use std::path::Path;

use anyhow::Result;
use clap::Parser;
use tracing::info;

use testmap::extract;

#[derive(Parser)]
#[command(name = "testmap")]
#[command(about = "Catalog the e2e test hooks in a static HTML snapshot")]
struct Cli {
    /// Path to an HTML file to scan
    // Optional: a missing argument must print usage on stdout and exit 1,
    // not clap's stderr error with exit 2.
    input: Option<String>,
}

fn main() -> Result<()> {
    tracing_subscriber::fmt()
        .with_env_filter(
            tracing_subscriber::EnvFilter::try_from_default_env()
                .unwrap_or_else(|_| tracing_subscriber::EnvFilter::new("info")),
        )
        .with_writer(std::io::stderr)
        .init();

    let cli = Cli::parse();

    let Some(input) = cli.input else {
        println!("Usage: testmap <path_to_html_file>");
        std::process::exit(1);
    };

    if !Path::new(&input).exists() {
        println!("Error: File '{input}' does not exist.");
        std::process::exit(1);
    }

    let html = std::fs::read_to_string(&input)?;
    info!(input = %input, html_len = html.len(), "scanning snapshot");
    let records = extract::scan(&html);
    info!(records = records.len(), "scan complete");
    println!("{}", serde_json::to_string_pretty(&records)?);
    Ok(())
}
impl<'s> Executor<'s> {
    pub fn new(state: &'s mut KbState, theories: &'s dyn TheorySource) -> Self {
        Self {
            state,
            theories,
            graph_depth: 0,
        }
    }

    /// Execute statements in order, stopping at the first failure.
    pub fn execute_program(&mut self, program: &Program) -> KbResult<Vec<Executed>> {
        program.statements.iter().map(|s| self.execute(s)).collect()
    }

    pub fn execute(&mut self, statement: &Statement) -> KbResult<Executed> {
        debug!(line = statement.line(), operator = %statement.operator, "execute statement");
        let statement = Canonicalizer::new(
            self.state.store.component(),
            self.state.config.canonicalization_enabled,
        )
        .statement(statement);

        match &statement.block {
            Some(Block::Graph { params, body }) => return self.define_graph(&statement, params, body),
            Some(Block::Solve { kind, body }) => return self.run_solve(&statement, kind, body),
            None => {}
        }
        match statement.operator.as_str() {
            "Load" => return self.load(&statement),
            "Unload" => return self.unload(&statement),
            "Set" => return self.set(&statement),
            "induce" => return self.induce(&statement),
            "bundle" => return self.bundle(&statement),
            "solve" => return Err(malformed(&statement, "`solve` needs a block ending in `end`").into()),
            "return" => return Err(malformed(&statement, "`return` outside a graph body").into()),
            _ => {}
        }

        let persist = statement.should_persist();
        let enforce_canonical = self.state.config.enforce_canonical;
        enforce::check(&statement, persist, &self.state.rewrites, enforce_canonical)?;

        let statement = if persist && enforce_canonical {
            self.state.rewrites.rewrite(&statement).unwrap_or(statement)
        } else {
            statement
        };
        if persist && enforce_canonical && enforce::is_non_canonical_primitive(&statement.operator) {
            return Err(ExecutionError::NonCanonicalPrimitive {
                operator: statement.operator.clone(),
                line: statement.line(),
            }
            .into());
        }

        let vector = self.statement_vector(&statement)?;

        let extracted = metadata::extract(&statement, &self.state.references);
        let metadata = match extracted {
            Ok(m) => m,
            Err(e) if persist => return Err(e.into()),
            Err(_) => FactMetadata::new(
                statement.operator.as_str(),
                statement.args.iter().map(arg_text).collect(),
            ),
        }
        .with_source(statement.source.clone());
        let metadata = Canonicalizer::new(
            self.state.store.component(),
            self.state.config.canonicalization_enabled,
        )
        .metadata(&metadata);

        let fact_id = if persist {
            let name = statement.persist_name.as_deref();
            Some(self.state.add_to_kb(vector.clone(), name, metadata.clone())?)
        } else {
            None
        };

        if let Some(dest) = &statement.destination {
            self.bind(dest, vector.clone(), statement.line())?;
            self.state.references.insert(
                dest.clone(),
                ReferenceEntry {
                    fact_text: metadata.to_string(),
                    metadata,
                },
            );
        }
        Ok(Executed {
            vector: Some(vector),
            fact_id,
        })
    }

    /// Root bindings may be rebound by later programs; graph frames may not.
    fn bind(&mut self, name: &str, vector: HyperVec, line: usize) -> KbResult<()> {
        if self.state.scope.depth() == 0 {
            self.state.scope.set(name, vector);
        } else {
            self.state.scope.define(name, vector, line)?;
        }
        Ok(())
    }

    // -----------------------------------------------------------------------
    // Vectors
    // -----------------------------------------------------------------------

    fn statement_vector(&mut self, statement: &Statement) -> KbResult<HyperVec> {
        self.call_vector(&statement.operator, &statement.args, statement)
    }

    fn call_vector(&mut self, op: &str, args: &[Expr], statement: &Statement) -> KbResult<HyperVec> {
        let vectors = args
            .iter()
            .map(|a| self.expr_vector(a, statement))
            .collect::<KbResult<Vec<_>>>()?;

        if builtins::is_builtin(op) {
            return builtins::eval(self.state, op, args, &vectors, statement);
        }
        let op_vec = self.state.vocab.get_or_create(op);
        if let Some(graph) = self.state.graphs.get(op).cloned() {
            let result = self.invoke_graph(&graph, &vectors, statement)?;
            return Ok(self.state.ops().bind(&op_vec, &result)?);
        }
        Ok(self.state.encode_fact(&op_vec, &vectors)?)
    }

    fn expr_vector(&mut self, expr: &Expr, statement: &Statement) -> KbResult<HyperVec> {
        match expr {
            Expr::Identifier { name } | Expr::Literal { value: name } => {
                Ok(self.state.vocab.get_or_create(name))
            }
            Expr::Reference { name } => self.state.scope.lookup(name).cloned().ok_or_else(|| {
                ExecutionError::UndefinedReference {
                    name: name.clone(),
                    statement: statement.to_string(),
                    line: statement.line(),
                }
                .into()
            }),
            Expr::Hole { name } => Ok(self.state.vocab.get_or_create(&format!("?{name}"))),
            Expr::List { items } if items.is_empty() => Ok(self.state.vocab.get_or_create("[]")),
            Expr::List { items } => {
                let vectors = items
                    .iter()
                    .map(|e| self.expr_vector(e, statement))
                    .collect::<KbResult<Vec<_>>>()?;
                let refs: Vec<&HyperVec> = vectors.iter().collect();
                Ok(self.state.ops().bundle(&refs)?)
            }
            Expr::Compound { operator, args } => self.call_vector(operator, args, statement),
        }
    }

    // -----------------------------------------------------------------------
    // Graphs
    // -----------------------------------------------------------------------

    fn define_graph(&mut self, statement: &Statement, params: &[String], body: &[Statement]) -> KbResult<Executed> {
        let Some(name) = statement.destination.clone() else {
            return Err(malformed(statement, "graph definitions need a `@Name` destination").into());
        };
        let params = params
            .iter()
            .map(|p| p.trim_start_matches('$').to_string())
            .collect();
        self.state.graphs.insert(
            name.clone(),
            GraphDef {
                name: name.clone(),
                params,
                body: body.to_vec(),
                source: statement.source.clone(),
            },
        );
        self.state.semantic.declare_operator(&name, OperatorKind::Graph);
        debug!(graph = %name, line = statement.line(), "graph defined");
        Ok(Executed {
            vector: Some(self.state.vocab.get_or_create(&name)),
            fact_id: None,
        })
    }

    fn invoke_graph(&mut self, graph: &GraphDef, args: &[HyperVec], call: &Statement) -> KbResult<HyperVec> {
        if graph.params.len() != args.len() {
            return Err(ExecutionError::GraphArity {
                graph: graph.name.clone(),
                expected: graph.params.len(),
                actual: args.len(),
                line: call.line(),
            }
            .into());
        }
        if self.graph_depth >= MAX_GRAPH_DEPTH {
            return Err(malformed(
                call,
                format!("graph `{}` nested deeper than {MAX_GRAPH_DEPTH} calls", graph.name),
            )
            .into());
        }
        self.state.scope.push_child();
        self.graph_depth += 1;
        let result = self.run_graph_body(graph, args);
        self.graph_depth -= 1;
        self.state.scope.pop();
        result
    }

    fn run_graph_body(&mut self, graph: &GraphDef, args: &[HyperVec]) -> KbResult<HyperVec> {
        for (param, value) in graph.params.iter().zip(args) {
            self.state.scope.define(param, value.clone(), graph.source.line)?;
        }
        for statement in &graph.body {
            if statement.operator == "return" {
                let Some(expr) = statement.args.first() else {
                    return Err(malformed(statement, "`return` needs a value").into());
                };
                return self.expr_vector(expr, statement);
            }
            self.execute(statement)?;
        }
        Err(ExecutionError::GraphWithoutReturn {
            graph: graph.name.clone(),
        }
        .into())
    }

    // -----------------------------------------------------------------------
    // Verbs
    // -----------------------------------------------------------------------

    fn run_solve(&mut self, statement: &Statement, kind: &str, body: &[Statement]) -> KbResult<Executed> {
        let Some(relation) = statement.destination.clone() else {
            return Err(malformed(statement, "solve blocks need a `@relation` destination").into());
        };
        let vector = crate::solve::run_solve(self.state, &relation, kind, body, &statement.source)?;
        self.bind(&relation, vector.clone(), statement.line())?;
        Ok(Executed {
            vector: Some(vector),
            fact_id: None,
        })
    }

    fn theory_name(statement: &Statement) -> Result<String, ExecutionError> {
        statement
            .args
            .first()
            .map(arg_text)
            .ok_or_else(|| malformed(statement, format!("`{}` needs a theory name", statement.operator)))
    }

    fn load(&mut self, statement: &Statement) -> KbResult<Executed> {
        let name = Self::theory_name(statement)?;
        let theory = self.theories.load(&name).map_err(|e| match e {
            TheoryError::NotFound { name } => ExecutionError::UnknownTheory { name }.into(),
            other => crate::error::KbError::from(other),
        })?;
        self.state.theories.insert(name.clone(), theory.file.clone());
        let program = parse_program(&theory.text, Some(theory.file.as_str()))?;
        let before = self.state.store.len();
        self.execute_program(&program)?;
        info!(
            theory = %name,
            statements = program.len(),
            facts = self.state.store.len() - before,
            "theory loaded"
        );
        Ok(Executed::default())
    }

    fn unload(&mut self, statement: &Statement) -> KbResult<Executed> {
        let name = Self::theory_name(statement)?;
        let Some(file) = self.state.theories.remove(&name) else {
            return Err(ExecutionError::UnknownTheory { name }.into());
        };
        let removed = self
            .state
            .store
            .retain(|f| f.metadata.source.as_ref().and_then(|s| s.file.as_deref()) != Some(file.as_str()));
        self.state.rederive();
        info!(theory = %name, removed, "theory unloaded");
        Ok(Executed::default())
    }

    fn set(&mut self, statement: &Statement) -> KbResult<Executed> {
        let [flag, value] = statement.args.as_slice() else {
            return Err(malformed(statement, "`Set` takes a setting name and a value").into());
        };
        let value = parse_flag(&arg_text(value))
            .ok_or_else(|| malformed(statement, "setting values are `true` or `false`"))?;
        let config = &mut self.state.config;
        match arg_text(flag).as_str() {
            "canonicalization" => config.canonicalization_enabled = value,
            "enforceCanonical" => config.enforce_canonical = value,
            "rejectContradictions" => config.reject_contradictions = value,
            "strictOperators" => config.strict_operators = value,
            other => {
                return Err(ExecutionError::UnknownSetting {
                    name: other.to_string(),
                    line: statement.line(),
                }
                .into());
            }
        }
        debug!(setting = %arg_text(flag), value, "setting changed");
        Ok(Executed::default())
    }

    /// Bundle of the properties every argument entity shares. With a persist
    /// name the shared properties are also stored as facts about that name.
    fn induce(&mut self, statement: &Statement) -> KbResult<Executed> {
        let entities: Vec<String> = statement.args.iter().map(arg_text).collect();
        let Some((first, rest)) = entities.split_first() else {
            return Err(malformed(statement, "`induce` needs at least one entity").into());
        };
        let facts = self.state.store.facts();
        let props_of = |e: &str| -> Vec<(String, String)> {
            facts
                .iter()
                .filter(|f| !f.metadata.is_negation() && f.metadata.parts.is_empty())
                .filter_map(|f| match f.args() {
                    [subject, value] if subject == e => Some((f.operator().to_string(), value.clone())),
                    _ => None,
                })
                .collect()
        };
        let mut shared = props_of(first);
        for entity in rest {
            let theirs = props_of(entity);
            shared.retain(|p| theirs.contains(p));
        }
        shared.dedup();

        let ops = self.state.ops();
        let vector = if shared.is_empty() {
            self.state
                .warnings
                .push(format!("induce over {} found no shared properties", entities.join(", ")));
            HyperVec::zero(ops.dim(), ops.encoding())
        } else {
            let mut terms = Vec::with_capacity(shared.len());
            for (op, value) in &shared {
                let o = self.state.vocab.get_or_create(op);
                let v = self.state.vocab.get_or_create(value);
                terms.push(ops.bind(&o, &v)?);
            }
            let refs: Vec<&HyperVec> = terms.iter().collect();
            ops.bundle(&refs)?
        };

        if let (true, Some(concept)) = (statement.should_persist(), &statement.persist_name) {
            for (op, value) in &shared {
                let meta = FactMetadata::new(op.as_str(), vec![concept.clone(), value.clone()])
                    .with_source(statement.source.clone());
                let v = self.state.encode_metadata(&meta)?;
                self.state.add_to_kb(v, None, meta)?;
            }
        }
        if let Some(dest) = &statement.destination {
            self.bind(dest, vector.clone(), statement.line())?;
        }
        debug!(shared = shared.len(), "induced concept");
        Ok(Executed {
            vector: Some(vector),
            fact_id: None,
        })
    }

    fn bundle(&mut self, statement: &Statement) -> KbResult<Executed> {
        if statement.args.is_empty() {
            return Err(malformed(statement, "`bundle` needs at least one argument").into());
        }
        let vectors = statement
            .args
            .iter()
            .map(|a| self.expr_vector(a, statement))
            .collect::<KbResult<Vec<_>>>()?;
        let refs: Vec<&HyperVec> = vectors.iter().collect();
        let vector = self.state.ops().bundle(&refs)?;
        if let Some(dest) = &statement.destination {
            self.bind(dest, vector.clone(), statement.line())?;
        }
        Ok(Executed {
            vector: Some(vector),
            fact_id: None,
        })
    }
}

● Exercise requirements
Please output exactly the lines between the one holding "self.bind(&relation, vector.clone(), statement.line())?;" and the one holding "let value = parse_flag(&arg_text(value))" in the records above, inclusive, and nothing more.

● Task answer
        self.bind(&relation, vector.clone(), statement.line())?;
        Ok(Executed {
            vector: Some(vector),
            fact_id: None,
        })
    }

    fn theory_name(statement: &Statement) -> Result<String, ExecutionError> {
        statement
            .args
            .first()
            .map(arg_text)
            .ok_or_else(|| malformed(statement, format!("`{}` needs a theory name", statement.operator)))
    }

    fn load(&mut self, statement: &Statement) -> KbResult<Executed> {
        let name = Self::theory_name(statement)?;
        let theory = self.theories.load(&name).map_err(|e| match e {
            TheoryError::NotFound { name } => ExecutionError::UnknownTheory { name }.into(),
            other => crate::error::KbError::from(other),
        })?;
        self.state.theories.insert(name.clone(), theory.file.clone());
        let program = parse_program(&theory.text, Some(theory.file.as_str()))?;
        let before = self.state.store.len();
        self.execute_program(&program)?;
        info!(
            theory = %name,
            statements = program.len(),
            facts = self.state.store.len() - before,
            "theory loaded"
        );
        Ok(Executed::default())
    }

    fn unload(&mut self, statement: &Statement) -> KbResult<Executed> {
        let name = Self::theory_name(statement)?;
        let Some(file) = self.state.theories.remove(&name) else {
            return Err(ExecutionError::UnknownTheory { name }.into());
        };
        let removed = self
            .state
            .store
            .retain(|f| f.metadata.source.as_ref().and_then(|s| s.file.as_deref()) != Some(file.as_str()));
        self.state.rederive();
        info!(theory = %name, removed, "theory unloaded");
        Ok(Executed::default())
    }

    fn set(&mut self, statement: &Statement) -> KbResult<Executed> {
        let [flag, value] = statement.args.as_slice() else {
            return Err(malformed(statement, "`Set` takes a setting name and a value").into());
        };
        let value = parse_flag(&arg_text(value))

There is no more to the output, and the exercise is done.